Too much also tends to spoil what you already have, whereas too little at least preserves it. Overeat and the dinner is spoiled by nausea and indigestion. Leave the restaurant a little hungry and at least you haven’t ruined your enjoyment of what you have had.
That does not mean we should be happy for our life gardens to contain large, uncultivated areas, of course, or that we should not put in something extra that will flourish if we see the opportunity. Making the most of your limited life need not mean hankering after a different or bigger one. But it does suggest that if you spy a gap, as Margot’s friend says: “Don’t go crazy trying to fill it.”
The Shrink
An entertaining and potentially revelatory self-development exercise is to imagine alternative lives. The idea is that this may lead you to neglected aspects of yourself that could do with some attention. What do you fancy being? An opera singer? A monk? A foreign correspondent?

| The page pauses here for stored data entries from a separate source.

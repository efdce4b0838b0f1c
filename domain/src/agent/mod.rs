//! Agent run domain
//!
//! Everything one agent produces for one task: the final response, the
//! ordered reasoning trace, tool telemetry and cost. Results are immutable
//! once built; the orchestrator only collects and forwards them.

pub mod persona;
pub mod result;
pub mod telemetry;

pub use persona::{AgentSlot, Persona};
pub use result::{AgentRunResult, ReasoningStep, RunCost, derive_step_confidence};
pub use telemetry::{ToolCallKind, ToolCallRecord, ToolTelemetry};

It can be tantalising, a bit like walking up a lovely mountain path and noticing trails going off in all sorts of intriguing directions. With the best stamina in the world you can’t explore all of them, but you can’t help wondering what breathtaking panoramas you might be missing. Similarly, even if you are happy with your life, there will always be alternative paths – desires, potentials and capacities that you could develop – but you can’t know where they might lead.
Sometimes responding to the lure of such dormant potentials is easy: we can just choose to cultivate a certain quality a bit more. You may not be able to go for a complete life change, but perhaps you could still join a choir, make room for contemplation, do some travelling – or even read more travel books.
At other times it’s trickier: you’ve become aware of nurturing an inner sculptor, say, but sculpture doesn’t quite fit into your already overcommitted life. It’s even harder when it comes to relationships, since rarely do we get everything we need from one person, and it could be unwise to keep chasing perfection when good enough is ... well, good enough.
There are times when accommodating an undeveloped potential requires radical life shifts, but how do we know when such a big adjustment is in order? Of course there are no off-the-shelf answers, but you could ask yourself a few questions. One is how urgent the need to change direction is, how important it is to have this missing ingredient in your life. Another is to what extent you are genuinely dissatisfied with your life rather than just responding to a fleeting curiosity or passing cloud of boredom.
Gaps are part of the human condition, so we can never fill them all. The point is deciding which ones we can live with.